**WORK REQUEST**
Look through the material beneath and copy each line with the word "runs".

★ ★ ★ ★ ★ ★ ★

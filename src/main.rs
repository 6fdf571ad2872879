//! Listing-Harvest main entry point
//!
//! This is the command-line interface for the Listing-Harvest scraper.

use anyhow::{bail, Context};
use clap::{Parser, Subcommand};
use listing_harvest::config::{load_config_with_hash, Config};
use listing_harvest::crawler::run_scrape;
use listing_harvest::locations::{load_locations, partition, save_all_locations, save_batches};
use listing_harvest::output::{
    convert_all, convert_result_file, csv_path_for, merge_results, print_conversion_summary,
    print_merge_summary, print_run_summary,
};
use listing_harvest::storage::{CheckpointStore, JsonCheckpointStore, ResultStore};
use listing_harvest::{HarvestError, Location};
use rand::rngs::StdRng;
use rand::SeedableRng;
use std::num::NonZeroUsize;
use std::path::{Path, PathBuf};
use tracing_subscriber::EnvFilter;

/// Listing-Harvest: a resumable local-business listing collector
///
/// Listing-Harvest searches local business results location by location,
/// checkpointing after every location so long runs can be stopped and
/// resumed. Offline commands split location lists into batches and turn the
/// collected results into CSV files.
#[derive(Parser, Debug)]
#[command(name = "listing-harvest")]
#[command(version = "1.0.0")]
#[command(about = "A resumable local-business listing collector", long_about = None)]
struct Cli {
    /// Path to TOML configuration file
    #[arg(value_name = "CONFIG")]
    config: PathBuf,

    /// Increase logging verbosity (-v, -vv, -vvv)
    #[arg(short, long, action = clap::ArgAction::Count, global = true)]
    verbose: u8,

    /// Suppress non-error output
    #[arg(short, long, conflicts_with = "verbose", global = true)]
    quiet: bool,

    #[command(subcommand)]
    command: Command,
}

#[derive(Subcommand, Debug)]
enum Command {
    /// Split a location list into batch files
    Batch {
        /// Location list, one per line; a `*` marks a major location
        #[arg(value_name = "LOCATIONS_FILE")]
        locations: PathBuf,

        /// Locations per batch (defaults to the configured batch size)
        #[arg(long)]
        size: Option<NonZeroUsize>,

        /// Spread major locations evenly across batches
        #[arg(long)]
        strategic: bool,

        /// Directory for the batch files (defaults to the configured one)
        #[arg(long, value_name = "DIR")]
        output_dir: Option<PathBuf>,
    },

    /// Scrape listings for every pending location
    Scrape {
        /// Location list used when there is no checkpoint to resume
        #[arg(long, value_name = "FILE")]
        locations: Option<PathBuf>,

        /// Require an existing checkpoint and resume it
        #[arg(long, conflicts_with = "fresh")]
        resume: bool,

        /// Discard any checkpoint and start over
        #[arg(long, conflicts_with = "resume")]
        fresh: bool,

        /// Show what would be scraped without opening a browser
        #[arg(long)]
        dry_run: bool,
    },

    /// Convert result files to CSV
    Convert {
        /// A single result file; omit to convert every result file
        #[arg(value_name = "FILE", conflicts_with = "all")]
        file: Option<PathBuf>,

        /// Convert every result file in the results directory
        #[arg(long)]
        all: bool,
    },

    /// Merge every result file into one deduplicated CSV
    Merge,
}

#[tokio::main]
async fn main() -> anyhow::Result<()> {
    let cli = Cli::parse();

    // Setup logging based on verbosity
    setup_logging(cli.verbose, cli.quiet);

    // Load and validate configuration
    tracing::info!("Loading configuration from: {}", cli.config.display());
    let (config, config_hash) = load_config_with_hash(&cli.config)
        .with_context(|| format!("Failed to load configuration {}", cli.config.display()))?;
    tracing::info!("Configuration loaded successfully (hash: {})", config_hash);

    match cli.command {
        Command::Batch {
            locations,
            size,
            strategic,
            output_dir,
        } => handle_batch(&config, &locations, size, strategic, output_dir),
        Command::Scrape {
            locations,
            resume,
            fresh,
            dry_run,
        } => handle_scrape(&config, locations.as_deref(), resume, fresh, dry_run).await,
        Command::Convert { file, .. } => handle_convert(&config, file.as_deref()),
        Command::Merge => handle_merge(&config),
    }
}

/// Sets up the logging/tracing subscriber based on verbosity level
fn setup_logging(verbose: u8, quiet: bool) {
    let filter = if quiet {
        // Only show errors
        EnvFilter::new("error")
    } else {
        match verbose {
            0 => EnvFilter::new("listing_harvest=info,warn"),
            1 => EnvFilter::new("listing_harvest=debug,info"),
            2 => EnvFilter::new("listing_harvest=trace,debug"),
            _ => EnvFilter::new("trace"),
        }
    };

    tracing_subscriber::fmt()
        .with_env_filter(filter)
        .with_target(false)
        .with_thread_ids(false)
        .with_file(false)
        .init();
}

/// Handles `batch`: partitions a location list and writes the batch files
fn handle_batch(
    config: &Config,
    locations_file: &Path,
    size: Option<NonZeroUsize>,
    strategic: bool,
    output_dir: Option<PathBuf>,
) -> anyhow::Result<()> {
    let locations = load_locations(locations_file)
        .with_context(|| format!("Failed to read {}", locations_file.display()))?;
    if locations.is_empty() {
        bail!(HarvestError::NoLocations);
    }

    let size = match size {
        Some(size) => size,
        None => NonZeroUsize::new(config.batching.batch_size)
            .context("batch-size must be a positive integer")?,
    };
    let strategic = strategic || config.batching.strategic;
    let output_dir = output_dir.unwrap_or_else(|| PathBuf::from(&config.batching.output_dir));

    let mut rng = StdRng::from_os_rng();
    let batches = partition(&locations, size, strategic, &mut rng);
    let paths = save_batches(&output_dir, &batches)
        .with_context(|| format!("Failed to write batches to {}", output_dir.display()))?;
    let all = save_all_locations(&output_dir, &locations)
        .with_context(|| format!("Failed to write location list to {}", output_dir.display()))?;

    let majors = locations.iter().filter(|l| l.is_major()).count();
    println!("=== Batches ===\n");
    println!("  Locations: {} ({} major)", locations.len(), majors);
    println!(
        "  Mode: {}",
        if strategic { "strategic" } else { "sequential" }
    );
    println!("  Batch size: {}", size);
    println!();
    for (batch, path) in batches.iter().zip(&paths) {
        println!(
            "  {} - {} locations ({} major)",
            path.display(),
            batch.len(),
            batch.major_count()
        );
    }
    println!("\nAll locations written to {}", all.display());

    Ok(())
}

/// Handles `scrape`: runs or resumes the scraper
async fn handle_scrape(
    config: &Config,
    locations_file: Option<&Path>,
    resume: bool,
    fresh: bool,
    dry_run: bool,
) -> anyhow::Result<()> {
    let mut checkpoints = JsonCheckpointStore::new(&config.output.checkpoint_path);

    let saved = if fresh { None } else { checkpoints.load() };
    if resume && saved.is_none() {
        bail!(
            "No checkpoint to resume at {}",
            checkpoints.path().display()
        );
    }

    // Validate the work list before touching any saved progress
    let locations: Vec<Location> = match (&saved, locations_file) {
        (Some(_), _) => Vec::new(),
        (None, Some(path)) => load_locations(path)
            .with_context(|| format!("Failed to read {}", path.display()))?,
        (None, None) => bail!(HarvestError::NoLocations),
    };
    if saved.is_none() && locations.is_empty() {
        bail!(HarvestError::NoLocations);
    }

    if dry_run {
        let work = saved.as_ref().map_or(locations.as_slice(), |s| s.pending());
        return handle_dry_run(config, work);
    }

    if fresh {
        tracing::info!("Starting fresh scrape (discarding previous progress)");
        checkpoints
            .clear()
            .context("Failed to clear previous checkpoint")?;
    }

    if let Some(state) = &saved {
        tracing::info!(
            "Resuming: {} locations pending, {} already completed",
            state.pending().len(),
            state.completed().len()
        );
    }

    let outcome = run_scrape(config, &locations)
        .await
        .context("Scrape failed")?;
    print_run_summary(&outcome);
    Ok(())
}

/// Handles `scrape --dry-run`: shows the settings and work list
fn handle_dry_run(config: &Config, locations: &[Location]) -> anyhow::Result<()> {
    println!("=== Listing-Harvest Dry Run ===\n");

    println!("Search:");
    println!("  Category: {}", config.search.category);
    println!("  Endpoint: {}", config.search.base_url);

    println!("\nBrowser:");
    println!("  WebDriver: {}", config.driver.webdriver_url);
    println!("  Browser: {} (headless: {})", config.driver.browser, config.driver.headless);
    println!("  Wait timeout: {}s", config.driver.wait_timeout_secs);
    match config.driver.page_limit() {
        Some(limit) => println!("  Page limit: {}", limit),
        None => println!("  Page limit: none"),
    }

    println!("\nPacing between locations:");
    println!(
        "  {}-{}ms",
        config.pacing.location.min_ms, config.pacing.location.max_ms
    );

    println!("\nOutput:");
    println!("  Results: {}", config.output.results_dir);
    println!("  Checkpoint: {}", config.output.checkpoint_path);

    println!("\nLocations ({}):", locations.len());
    for location in locations {
        println!("  - {}", location);
    }

    println!("\n✓ Configuration is valid");
    println!("✓ Would scrape {} locations", locations.len());
    Ok(())
}

/// Handles `convert`: one result file or all of them
fn handle_convert(config: &Config, file: Option<&Path>) -> anyhow::Result<()> {
    match file {
        Some(artifact) => {
            let csv_path = csv_path_for(artifact);
            let rows = convert_result_file(artifact, &csv_path)
                .with_context(|| format!("Failed to convert {}", artifact.display()))?;
            println!(
                "✓ Converted {} listings to {}",
                rows,
                csv_path.display()
            );
        }
        None => {
            let store = ResultStore::from_config(&config.output);
            let report = convert_all(&store).context("Conversion failed")?;
            print_conversion_summary(&report);
        }
    }
    Ok(())
}

/// Handles `merge`: builds the consolidated dataset
fn handle_merge(config: &Config) -> anyhow::Result<()> {
    let store = ResultStore::from_config(&config.output);
    let output = Path::new(&config.output.consolidated_path);
    let report = merge_results(&store, output).context("Merge failed")?;
    print_merge_summary(&report);
    Ok(())
}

★ ★ ★ ★ ★ ★ ★

**ANSWER TO THE PROBLEM**
/// checkpointing after every location so long runs can be stopped and
/// Handles `scrape`: runs or resumes the scraper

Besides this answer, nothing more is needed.